MODEL_PATH = _GNN_DIR / "gnn_weights.pt"
REPLAY_BUFFER_PATH = _BACKEND_DIR / "data" / "gnn_replay_buffer.pt"


class GNNInference:
    """
    GNN inference wrapper with hot-reload and incremental update support.
    """

    def __init__(self, weights_path: Optional[Path] = None) -> None:
        self._weights_path = weights_path or MODEL_PATH
        self._model: Optional[torch.nn.Module] = None
        self._builder = DomainGraphBuilder()
        self._loaded = False

    def load(self, weights_path: Optional[Path] = None) -> bool:
        """Load GNN model from weights file."""
        path = weights_path or self._weights_path
        self._model = load_gnn_model(str(path) if path.exists() else None)
        self._loaded = self._model is not None
        if self._loaded:
            logger.info(f"GNN model loaded from {path}")
        return self._loaded

    def predict(self, url: str, related_urls: Optional[List[str]] = None) -> float:
        """
        Predict phishing probability for a URL.
        Returns P_gnn ∈ [0,1].
        Falls back to MLP if model unavailable or graph too small.
        """
        if not self._loaded:
            self.load()

        if self._model is None:
            return 0.5  # Neutral when model unavailable

        urls = [url] + (related_urls or [])

        # Single URL → MLP fallback path
        if len(urls) == 1:
            graph = self._builder.build_single_node_graph(url)
        else:
            graph = self._builder.build_graph(urls)

        x = torch.tensor(graph["features"], dtype=torch.float)

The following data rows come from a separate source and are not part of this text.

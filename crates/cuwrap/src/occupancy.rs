//! Block-size search for maximal multiprocessor occupancy.
//!
//! The search runs on the host: the driver's own callback-based variant
//! cannot call back into a Rust closure, so candidate block sizes are
//! enumerated here and the driver is asked for the resident block count of
//! each.

use tracing::debug;

use cuwrap_core::{Error, Result};
use cuwrap_driver::sys::*;
use cuwrap_driver::{Capability, Driver};

use crate::context::current;
use crate::kernel::{Kernel, KernelAttribute};
use crate::launch::GridParams;

/// Occupancy search for a kernel whose dynamic shared memory use does not
/// depend on its block size.
///
/// `block_size_limit` caps the block size; 0 means no cap beyond the
/// device's and the kernel's own limits.
pub fn min_grid_params_for_max_occupancy(
    kernel: &Kernel,
    dynamic_shared_memory_size: usize,
    block_size_limit: u32,
    disable_caching_override: bool,
) -> Result<GridParams> {
    min_grid_params_for_max_occupancy_with(
        kernel,
        move |_| dynamic_shared_memory_size,
        block_size_limit,
        disable_caching_override,
    )
}

/// Occupancy search where `block_size_to_dynamic_shared_mem_size` gives the
/// dynamic shared memory a block of the given size needs.
pub fn min_grid_params_for_max_occupancy_with<F>(
    kernel: &Kernel,
    block_size_to_dynamic_shared_mem_size: F,
    block_size_limit: u32,
    disable_caching_override: bool,
) -> Result<GridParams>
where
    F: Fn(u32) -> usize,
{
    let runtime = kernel.runtime();
    runtime.require(Capability::OccupancyCalculation)?;

    current::with_override(runtime, kernel.context(), || {
        let driver = runtime.driver();
        let native = runtime.native_device(kernel.device_id())?;
        let attr = |attrib| device_attribute(driver, native, kernel, attrib);

        let max_threads_per_multiprocessor =
            attr(CU_DEVICE_ATTRIBUTE_MAX_THREADS_PER_MULTIPROCESSOR)?;
        let warp_size = attr(CU_DEVICE_ATTRIBUTE_WARP_SIZE)?;
        let device_max_threads_per_block = attr(CU_DEVICE_ATTRIBUTE_MAX_THREADS_PER_BLOCK)?;
        let multiprocessor_count = attr(CU_DEVICE_ATTRIBUTE_MULTIPROCESSOR_COUNT)?;
        let kernel_max_threads_per_block = kernel
            .runtime()
            .driver()
            .func_get_attribute(KernelAttribute::MaxThreadsPerBlock.raw(), kernel.raw())
            .map_err(|code| {
                Error::driver(
                    code,
                    format!(
                        "reading the {} of {}",
                        KernelAttribute::MaxThreadsPerBlock.name(),
                        kernel.identify()
                    ),
                )
            })?
            .max(0) as u32;

        if warp_size == 0 {
            return Err(Error::InvalidArgument(format!(
                "device {} reports a warp size of 0",
                kernel.device_id()
            )));
        }

        let mut limit = if block_size_limit == 0 {
            device_max_threads_per_block
        } else {
            block_size_limit
        };
        limit = limit.min(device_max_threads_per_block).min(kernel_max_threads_per_block);
        let limit_aligned = limit.div_ceil(warp_size) * warp_size;

        let mut max_occupancy = 0u32;
        let mut best_block_size = 0u32;
        let mut best_num_blocks = 0u32;

        let mut aligned = limit_aligned;
        while aligned > 0 {
            let block_size = limit.min(aligned);
            let dynamic_shared_mem = block_size_to_dynamic_shared_mem_size(block_size);
            let num_blocks = kernel.active_blocks_in_current_context(
                block_size,
                dynamic_shared_mem,
                disable_caching_override,
            )?;
            let occupancy = block_size.saturating_mul(num_blocks);
            if occupancy > max_occupancy {
                max_occupancy = occupancy;
                best_block_size = block_size;
                best_num_blocks = num_blocks;
            }
            if max_occupancy == max_threads_per_multiprocessor {
                break;
            }
            aligned -= warp_size;
        }

        let params = GridParams {
            grid_size_in_blocks: best_num_blocks.saturating_mul(multiprocessor_count),
            block_size: best_block_size,
        };
        debug!(
            kernel = %kernel.identify(),
            "max occupancy {} threads/SM with blocks of {}, grid of {}",
            max_occupancy,
            params.block_size,
            params.grid_size_in_blocks
        );
        Ok(params)
    })
}

fn device_attribute(
    driver: &dyn Driver,
    native: CUdevice,
    kernel: &Kernel,
    attrib: i32,
) -> Result<u32> {
    driver
        .device_get_attribute(attrib, native)
        .map(|v| v.max(0) as u32)
        .map_err(|code| {
            Error::driver(
                code,
                format!("reading attribute {} of device {}", attrib, kernel.device_id()),
            )
        })
}
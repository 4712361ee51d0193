use std::sync::Arc;

use tracing::debug;

use cuwrap_core::{check, Error, Result};
use cuwrap_driver::sys::*;

use crate::context::current;
use crate::device::Device;
use crate::event::{Event, EventFlags};
use crate::handle::{Handle, ResourceKind};
use crate::runtime::{DeviceId, Runtime};

pub struct StreamKind;

impl ResourceKind for StreamKind {
    const KIND: &'static str = "stream";
    type Raw = CUstream;

    fn address(raw: CUstream) -> u64 {
        raw as usize as u64
    }

    fn destroy(runtime: &Arc<Runtime>, _device: DeviceId, raw: CUstream) -> CUresult {
        runtime.driver().stream_destroy(raw)
    }

    fn identify(raw: CUstream, device: DeviceId) -> String {
        if raw.is_null() {
            format!("the default stream on device {}", device)
        } else {
            format!("stream {:#x} on device {}", raw as usize, device)
        }
    }
}

/// A queue of work on one device.
#[derive(Debug, Clone, PartialEq, Eq)]
pub struct Stream {
    handle: Handle<StreamKind>,
}

impl Stream {
    /// Create a stream on `device`. Unless `synchronizes_with_default` is set,
    /// work on it may run concurrently with the device's default stream.
    /// Lower `priority` values mean higher priority.
    pub fn create(
        device: &Device,
        synchronizes_with_default: bool,
        priority: i32,
    ) -> Result<Stream> {
        let runtime = device.runtime();
        let flags = if synchronizes_with_default {
            CU_STREAM_DEFAULT
        } else {
            CU_STREAM_NON_BLOCKING
        };
        let raw = current::with_override(runtime, device, || {
            runtime.driver().stream_create_with_priority(flags, priority).map_err(|code| {
                Error::driver(code, format!("creating a stream on device {}", device.id()))
            })
        })?;
        debug!(device = device.id(), priority, "created stream {:p}", raw);
        Ok(Stream { handle: Handle::owning(Arc::clone(runtime), device.id(), raw) })
    }

    pub(crate) fn default_of(runtime: &Arc<Runtime>, device: DeviceId) -> Stream {
        Stream { handle: Handle::observing(Arc::clone(runtime), device, DEFAULT_STREAM) }
    }

    /// Observe an existing stream without taking ownership.
    pub fn wrap(device: &Device, raw: CUstream) -> Stream {
        Stream { handle: Handle::observing(Arc::clone(device.runtime()), device.id(), raw) }
    }

    pub fn raw(&self) -> CUstream {
        self.handle.raw()
    }

    pub fn device_id(&self) -> DeviceId {
        self.handle.device_id()
    }

    pub fn runtime(&self) -> &Arc<Runtime> {
        self.handle.runtime()
    }

    pub fn is_default(&self) -> bool {
        self.raw().is_null()
    }

    pub fn handle(&self) -> &Handle<StreamKind> {
        &self.handle
    }

    pub fn handle_mut(&mut self) -> &mut Handle<StreamKind> {
        &mut self.handle
    }

    pub fn identify(&self) -> String {
        self.handle.identify()
    }

    /// Give up ownership, leaving the resource alive.
    pub fn into_raw(self) -> CUstream {
        self.handle.into_raw()
    }

    /// Block until all work queued on this stream has completed.
    pub fn synchronize(&self) -> Result<()> {
        current::with_override(self.runtime(), self.device_id(), || {
            check(self.runtime().driver().stream_synchronize(self.raw()), || {
                format!("synchronizing {}", self.identify())
            })
        })
    }

    /// Whether all queued work has completed.
    pub fn is_idle(&self) -> Result<bool> {
        current::with_override(self.runtime(), self.device_id(), || {
            match self.runtime().driver().stream_query(self.raw()) {
                CUDA_SUCCESS => Ok(true),
                CUDA_ERROR_NOT_READY => Ok(false),
                code => Err(Error::driver(code, format!("querying {}", self.identify()))),
            }
        })
    }

    /// Record `event` once the work queued so far has completed.
    pub fn enqueue_event(&self, event: &Event) -> Result<()> {
        if event.device_id() != self.device_id() {
            return Err(Error::InvalidArgument(format!(
                "cannot record {} on {}: they belong to different devices",
                event.identify(),
                self.identify()
            )));
        }
        current::with_override(self.runtime(), self.device_id(), || {
            check(self.runtime().driver().event_record(event.raw(), self.raw()), || {
                format!("recording {} on {}", event.identify(), self.identify())
            })
        })
    }

    /// Create an event and record it on this stream.
    pub fn record_new_event(&self, flags: EventFlags) -> Result<Event> {
        let device = Device::get(self.runtime(), self.device_id())?;
        let event = Event::create(&device, flags)?;
        self.enqueue_event(&event)?;
        Ok(event)
    }

    /// Make later work on this stream wait until `event` has occurred.
    /// The event may belong to another device.
    pub fn wait(&self, event: &Event) -> Result<()> {
        current::with_override(self.runtime(), self.device_id(), || {
            check(self.runtime().driver().stream_wait_event(self.raw(), event.raw(), 0), || {
                format!("making {} wait for {}", self.identify(), event.identify())
            })
        })
    }
}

        edges = graph["edges"]
        if edges and len(edges) > 0:
            edge_index = torch.tensor(edges, dtype=torch.long).t().contiguous()
        else:
            n = x.size(0)
            edge_index = torch.arange(n).unsqueeze(0).repeat(2, 1)

        prob = self._model.predict_proba(x, edge_index)
        return round(float(prob), 4)

    def reload(self, weights_path: Optional[Path] = None) -> bool:
        """Hot-reload model with new weights (no server restart needed)."""
        path = weights_path or self._weights_path
        new_model = load_gnn_model(str(path))
        if new_model is not None:
            self._model = new_model
            self._loaded = True
            logger.info(f"GNN model hot-reloaded from {path}")
            return True
        logger.warning(f"GNN hot-reload failed from {path}")
        return False

    def incremental_update(
        self,
        samples: List[Tuple[str, int]],
        replay_buffer_path: Optional[Path] = None,
        lr: float = 5e-4,
        epochs: int = 5,
    ) -> Optional[float]:
        """
        Incremental update on feedback samples + replay buffer.
        Returns accuracy_delta or None if failed.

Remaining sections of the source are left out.